Fig. 1 is a block diagram showing the basic principle of this invention, Fig. 2 is a block diagram showing an example of its measurement circuit, Figs. 3 A to C are diagrams showing the phase relationship between light emission and light reception, and Fig. 4
5 and 5 are diagrams for explaining the influence of the inclination of the detection surface, FIG. 6 is a diagram showing the measurement system that is the basis of this invention, and FIG. 7 is a diagram illustrating the influence of the inclination of the target surface.
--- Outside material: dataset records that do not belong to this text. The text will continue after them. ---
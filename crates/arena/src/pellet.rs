use glam::Vec3;

/// Stable handle to a live pellet.
#[derive(Copy, Clone, Debug, PartialEq, Eq, Hash)]
pub struct PelletId(pub u32);

/// A collectible point-entity.
#[derive(Copy, Clone, Debug)]
pub struct Pellet {
    pub id: PelletId,
    pub pos: Vec3,
}

/// The set of currently-live pellets, indexed by id.
///
/// Membership is the source of truth for "remaining pellets": the arena is
/// cleared and fully repopulated exactly once per episode, and a pickup
/// removes its record explicitly. Ids are never reused within a run.
#[derive(Debug, Default)]
pub struct PelletArena {
    next_id: u32,
    live: Vec<Pellet>,
}

impl PelletArena {
    #[must_use]
    pub fn new() -> Self {
        Self::default()
    }

    #[must_use]
    pub fn len(&self) -> usize {
        self.live.len()
    }

    #[must_use]
    pub fn is_empty(&self) -> bool {
        self.live.is_empty()
    }

    /// Add a pellet at `pos`, returning its handle.
    pub fn spawn(&mut self, pos: Vec3) -> PelletId {
        let id = PelletId(self.next_id);
        self.next_id += 1;
        self.live.push(Pellet { id, pos });
        id
    }

    /// Remove the pellet with `id`, returning its record if it was live.
    pub fn remove(&mut self, id: PelletId) -> Option<Pellet> {
        let idx = self.live.iter().position(|p| p.id == id)?;
        Some(self.live.remove(idx))
    }

    /// Drop every live pellet.
    pub fn clear(&mut self) {
        self.live.clear();
    }

    pub fn iter(&self) -> impl Iterator<Item = &Pellet> {
        self.live.iter()
    }
}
Figures 8 and 9 are diagrams for explaining the present invention, Figure 10 is a characteristic diagram showing the distance-phase relationship, Figure 11 is a characteristic diagram showing the phase-inclination relationship, and Figure 12 is a characteristic diagram showing the relationship between phase and inclination. FIG. 2 is a block diagram showing a distance and inclination detection system for phase difference. DESCRIPTION OF SYMBOLS 1, 2... Light emitting diode, 3... Mounting plate, 4... Phototransistor, 5... Target object, 10... Oscillator, 11... Phase shifter, 12... Amplifier, 13... Bandpass filter, 14... Automatic gain circuit, 20... Phase difference detection circuit, 21... Rectangular wave conversion circuit, 22... Multiplication circuit, 30... Display device, 41... Phototransistor, 42-45... Light emitting diode.

Claims (1)

[Claims] 1 Consisting of one non-directional light receiving device disposed facing the surface of a target object for non-diffuse reflection, and four light emitting elements arranged symmetrically on a straight line from this light receiving device, the light receiving device A first light emitting device and a second light emitting device, each pair of which emit light using repetitive signals that are 90° out of phase with each other, emit light from each pair of light emitting elements symmetrical to each other.
and a conversion means for converting a phase difference into a distance value, the irradiated light from the first and second light emitting devices is non-diffusely reflected on the surface of the target object,
The phase difference between the power of the light non-directionally input to the light receiving device and the repetitive signal is determined, and when the tilt of the target object is known, the phase difference is calculated using the conversion means. A proximity sensor, characterized in that the distance between the light receiving device and the target object can be detected according to the distance between the light receiving device and the target object.